Blog: Atkins hits the headlines...again
Catherine Sleep | 24 March 2005
Never far from the public eye, the Atkins diet was back in the news this week. In the UK, there have been press reports claiming that the UK unit of Atkins Nutritionals is taking steps to enter administration after being hit by disappointing sales of its low-carb diet products. The low-carb craze has certainly not taken off quite as dramatically here in the UK as it did in the US, but more than three million Brits are thought to have tried the diet. After the news about Atkins’ UK problems emerged, Retail Brands, UK licence owner of low-carb brand Carbolite, was quick to reassure that the UK market for low-carb foods remains strong.

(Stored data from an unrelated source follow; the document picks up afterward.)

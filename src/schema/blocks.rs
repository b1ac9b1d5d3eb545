use super::types::{Config, FieldDefinition};
use super::OBJECT_TAG;

/// Resolution of one mixed-field tag: either a named block template from the
/// configuration, or a primitive type tag handled by the type registry.
#[derive(Debug, Clone, Copy, PartialEq)]
pub enum TagTemplate<'a> {
    Block(&'a FieldDefinition),
    Primitive(&'a str),
}

impl<'a> TagTemplate<'a> {
    /// Resolve a tag against the configuration's block list. The structural
    /// `object` tag never resolves to a block.
    #[must_use]
    pub fn resolve(config: &'a Config, tag: &'a str) -> Self {
        if tag != OBJECT_TAG {
            if let Some(block) = config.block(tag) {
                return Self::Block(block);
            }
        }
        Self::Primitive(tag)
    }
}

/// Substitute a block template into the field that references it.
///
/// This is a single substitution: the returned definition is used as-is, and
/// any block reference *inside* the returned tree is not resolved again
/// (block-of-block substitution is intentionally unsupported).
///
/// The reference site keeps control of identity and cardinality: `name` and
/// `required` always come from the referencing field, and its `list`,
/// `label`, `pattern`, and `options` override the block's own when set.
#[must_use]
pub fn substitute_block(reference: &FieldDefinition, block: &FieldDefinition) -> FieldDefinition {
    let mut expanded = block.clone();
    expanded.name = reference.name.clone();
    expanded.required = reference.required;
    if reference.label.is_some() {
        expanded.label = reference.label.clone();
    }
    if reference.list.is_enabled() {
        expanded.list = reference.list;
    }
    if reference.pattern.is_some() {
        expanded.pattern = reference.pattern.clone();
    }
    for (key, value) in &reference.options {
        expanded.options.insert(key.clone(), value.clone());
    }
    expanded
}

Meanwhile in the US, Atkins Nutritionals is apparently adjusting its labelling to take advantage of the popularity of the glycemic index (GI), an approach to dieting that ranks carbohydrates based on their immediate effect on blood glucose (blood sugar) levels. Carbohydrates that break down slowly, releasing glucose gradually into the blood stream, have low glycemic indexes. Eating foods with a low GI results in a smaller rise in blood glucose levels after meals. The GI diet is seen by many as a more nutritionally balanced approach to low-carb eating than the Atkins diet.
And now, Atkins is altering its labelling to show a “net Atkins count” rather than its traditional “net carbs” measurement. According to Reuters, the company says the new method of rating foods more accurately measures a person’s blood sugar response to foods and is more precise than the net carbs method.
The GI diet approach is currently taking Europe by storm, with UK retail giant Tesco taking the unprecedented step of introducing its own GI guide and relabelling some of its products to show their GI value.
Although GI is still relatively new to the public consciousness, by 2010 it is predicted that 66% of US consumers and 75% of UK consumers will be aware of GI and its relation to blood sugar levels and weight management. This is according to just-food.com’s latest research report, a review of the global GI diet industry, with useful forecasts to 2010.